This study is a longitudinal prospective cohort analysis of a group of patients identified in a neurodegenerative disorders research clinic in Subiaco, Western Australia, from 1 January 1994 until 31 January 2011: The Artemis Project. The Artemis Project is an attempt to study the neurobiology of early onset dementia of all causes in Western Australia. Participants consisted of 155 patients with clinically confirmed sporadic early-onset AD or FTD, with onset prior to 65 years, who gave informed consent and attended the clinic on more than one occasion.
Patients with early onset AD were diagnosed using NINCDS-ADRA criteria and supported by structural and functional imaging (FDG PET) and neuropsychometry.3
Patients were diagnosed with FTD using existing published criteria7
and refined as new technology (such as FDG PET) became available6
and at annual review using contemporary international guidelines.3
With this approach, no patients have been excluded and our neuropathological sensitivity and specificity for the diagnosis of AD and FTD=100%.
The FTD group comprised only patients with the behavioural variant of FTD for uniformity of analysis; patients identified with semantic dementia (n=1), primary progressive aphasia (n=8) and motor neuron disease–FTD complex (n=2) were not included.
A detailed history was recorded from the patient at baseline, including education, family history and medical history. This information was then corroborated with the spouse or primary carer, and the general practitioner. Additionally, during follow-up this information was updated if the patient characteristics changed; for example, if a patient developed cancer.

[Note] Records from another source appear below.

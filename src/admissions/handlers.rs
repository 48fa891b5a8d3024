// Admission workflow handlers
// Applicants register publicly; staff review and approve or reject.
// Approval creates the actual user record with role Student.

use axum::{
    extract::{Path, State},
    http::StatusCode,
    Json,
};
use chrono::{DateTime, Utc};
use serde_json::{json, Value};
use sqlx::FromRow;
use validator::Validate;

use crate::admissions::models::{
    AdmissionResponse, AdmissionStatus, BatchSummary, PendingAdmission, RegisterAdmission,
};
use crate::auth::models::Role;
use crate::auth::password::PasswordService;
use crate::auth::{StaffOnly, UserResponse};
use crate::error::ApiError;
use crate::AppState;

#[derive(FromRow)]
struct AdmissionWithBatch {
    id: i32,
    name: String,
    email: String,
    status: AdmissionStatus,
    created_at: DateTime<Utc>,
    batch_id: i32,
    batch_name: String,
}

/// POST /api/admissions/register - public admission application.
/// The password is hashed immediately; no plaintext is ever stored.
pub async fn register_admission(
    State(state): State<AppState>,
    Json(payload): Json<RegisterAdmission>,
) -> Result<(StatusCode, Json<Value>), ApiError> {
    payload.validate()?;

    let user_exists = state.auth.users().email_exists(&payload.email).await?;
    let pending_exists: Option<bool> = sqlx::query_scalar(
        "SELECT EXISTS(SELECT 1 FROM pending_admissions WHERE LOWER(email) = LOWER($1))",
    )
    .bind(&payload.email)
    .fetch_one(&state.db)
    .await?;

    if user_exists || pending_exists.unwrap_or(false) {
        return Err(ApiError::BadRequest(
            "Email already registered or admission is pending".to_string(),
        ));
    }

    let password_hash = PasswordService::hash_password(&payload.password)?;

    let admission = sqlx::query_as::<_, PendingAdmission>(
        "INSERT INTO pending_admissions (name, email, password_hash, applied_for_batch)
         VALUES ($1, $2, $3, $4)
         RETURNING id, name, email, password_hash, applied_for_batch, status, created_at",
    )
    .bind(&payload.name)
    .bind(&payload.email)
    .bind(&password_hash)
    .bind(payload.applied_for_batch)
    .fetch_one(&state.db)
    .await?;

    tracing::info!("Admission request {} submitted for {}", admission.id, admission.email);
    Ok((
        StatusCode::CREATED,
        Json(json!({
            "message": "Admission request submitted successfully",
            "id": admission.id,
        })),
    ))
}

/// GET /api/admissions - pending admissions with batch populated (staff)
pub async fn list_pending_admissions(
    State(state): State<AppState>,
    StaffOnly(_user): StaffOnly,
) -> Result<Json<Vec<AdmissionResponse>>, ApiError> {
    let rows = sqlx::query_as::<_, AdmissionWithBatch>(
        "SELECT a.id, a.name, a.email, a.status, a.created_at,
                b.id AS batch_id, b.name AS batch_name
         FROM pending_admissions a
         JOIN batches b ON b.id = a.applied_for_batch
         WHERE a.status = 'Pending'
         ORDER BY a.created_at",
    )
    .fetch_all(&state.db)
    .await?;

    let admissions = rows
        .into_iter()
        .map(|r| AdmissionResponse {
            id: r.id,
            name: r.name,
            email: r.email,
            status: r.status,
            applied_for_batch: BatchSummary {
                id: r.batch_id,
                name: r.batch_name,
            },
            created_at: r.created_at,
        })
        .collect();

    Ok(Json(admissions))
}

async fn load_pending(state: &AppState, id: i32) -> Result<PendingAdmission, ApiError> {
    let admission = sqlx::query_as::<_, PendingAdmission>(
        "SELECT id, name, email, password_hash, applied_for_batch, status, created_at
         FROM pending_admissions WHERE id = $1",
    )
    .bind(id)
    .fetch_optional(&state.db)
    .await?;

    // A decided admission is treated the same as a missing one
    match admission {
        Some(a) if a.status.is_pending() => Ok(a),
        _ => Err(ApiError::NotFound {
            resource: "Valid pending admission".to_string(),
            id: id.to_string(),
        }),
    }
}

/// PUT /api/admissions/:id/approve - create the Student user (staff)
pub async fn approve_admission(
    State(state): State<AppState>,
    StaffOnly(_user): StaffOnly,
    Path(id): Path<i32>,
) -> Result<Json<Value>, ApiError> {
    let admission = load_pending(&state, id).await?;

    let user = state
        .auth
        .users()
        .create_user(
            &admission.name,
            &admission.email,
            &admission.password_hash,
            Role::Student,
        )
        .await
        .map_err(|e| ApiError::InternalError(e.to_string()))?;

    sqlx::query("UPDATE pending_admissions SET status = 'Approved' WHERE id = $1")
        .bind(id)
        .execute(&state.db)
        .await?;

    tracing::info!("Admission {} approved, created user {}", id, user.id);
    Ok(Json(json!({
        "message": "Admission approved and User created",
        "user": UserResponse::from(user),
    })))
}

/// PUT /api/admissions/:id/reject - mark rejected (staff)
pub async fn reject_admission(
    State(state): State<AppState>,
    StaffOnly(_user): StaffOnly,
    Path(id): Path<i32>,
) -> Result<Json<Value>, ApiError> {
    load_pending(&state, id).await?;

    sqlx::query("UPDATE pending_admissions SET status = 'Rejected' WHERE id = $1")
        .bind(id)
        .execute(&state.db)
        .await?;

    tracing::info!("Admission {} rejected", id);
    Ok(Json(json!({ "message": "Admission rejected" })))
}
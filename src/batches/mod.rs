// Batch (class cohort) management

pub mod handlers;
pub mod models;

use axum::{
    routing::{delete, get, post, put},
    Router,
};

use crate::AppState;

pub fn routes() -> Router<AppState> {
    Router::new()
        .route("/", get(handlers::list_batches))
        .route("/", post(handlers::create_batch))
        .route("/:id", put(handlers::update_batch))
        .route("/:id", delete(handlers::delete_batch))
}
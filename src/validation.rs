// Custom validation functions for domain-specific rules

use regex::Regex;
use std::sync::OnceLock;
use validator::ValidationError;

fn time_regex() -> &'static Regex {
    static RE: OnceLock<Regex> = OnceLock::new();
    RE.get_or_init(|| Regex::new(r"^([01]\d|2[0-3]):[0-5]\d$").expect("valid time regex"))
}

/// Validates a time-of-day string in 24h "HH:MM" form, e.g. "09:00"
pub fn validate_time_of_day(value: &str) -> Result<(), ValidationError> {
    if time_regex().is_match(value) {
        Ok(())
    } else {
        Err(ValidationError::new("invalid_time_of_day"))
    }
}

/// Validates that a grade lies in the 0..=100 range
pub fn validate_grade_range(grade: i32) -> Result<(), ValidationError> {
    if (0..=100).contains(&grade) {
        Ok(())
    } else {
        Err(ValidationError::new("grade_out_of_range"))
    }
}

#[cfg(test)]
mod tests {
    use super::*;

    #[test]
    fn test_valid_times_pass() {
        for t in ["00:00", "09:00", "10:30", "23:59"] {
            assert!(validate_time_of_day(t).is_ok(), "{t} should be valid");
        }
    }

    #[test]
    fn test_invalid_times_fail() {
        for t in ["24:00", "9:00", "09:60", "0900", "morning", ""] {
            assert!(validate_time_of_day(t).is_err(), "{t} should be invalid");
        }
    }

    #[test]
    fn test_grade_bounds() {
        assert!(validate_grade_range(0).is_ok());
        assert!(validate_grade_range(100).is_ok());
        assert!(validate_grade_range(-1).is_err());
        assert!(validate_grade_range(101).is_err());
    }
}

Age at onset was determined from self and carer/spouse report of the onset of symptoms. Education is defined as self-reported years of formal education. Family history is defined as a self-reported family history of dementia in first-degree and second-degree relatives. Cerebrovascular risk factors are hypertension, hypercholesterolaemia, increased girth, obesity, diabetes, smoking, excessive alcohol consumption, coronary heart disease and peripheral vascular disease, the measurement of which has been described elsewhere.9
The presence of at least one of these risk factors was determined from self-report and medical notes. The presence of mental illness (depression or psychosis) or other comorbidities was also determined through self-report, carer information and medical notes.
Mini mental state exam (MMSE) was performed at each visit as a measure of cognition.10
Global Deterioration Scale (GDS) and Total Functional Capacity (TFC) staging were determined for each visit as markers of the severity of the dementia and abilities to perform acts of daily living.11
The ratings were performed by the same trained team of cognitive assessors.
DNA screening was performed on our patients with an autosomal-dominant pattern of inheritance—nucleotide changes in the coding sequences of the amyloid precursor protein, progranulin gene, presenilin-1 and presenilin-2 genes, Tau and SIGMAR 1 gene were performed by direct sequencing of polymerosechoid reaction (PCR) products derived from genomic DNA. Nucleotide sequence information from each PCR product was obtained from both strands and possible mutations were verified by an independent amplification of the PCR product and resequenced. ApoE genotypes were determined by restriction fragment polymorphism analysis of PCR amplified products. Individuals identified with presenilin-1 mutation (Q222H), progranulin mutations and SIGMAR 1 mutations are not included in this study and will be reported elsewhere.
Statistical analyses, including χ2 tests for difference in proportions, t tests for difference in means and Kaplan-Meier survival analysis, were performed using Stata VII. As the MMSE and other variables are not normally distributed, the t test was not used and the Kolmorgorov-Smirnov test employed to test for differences in means. No assumptions were violated for the log-rank test, nor drawing of the Kaplan-Meier curves—this is a non-parametric method. The Proportional Hazard Model was not used, which expects the baseline hazards for the two groups to be proportional.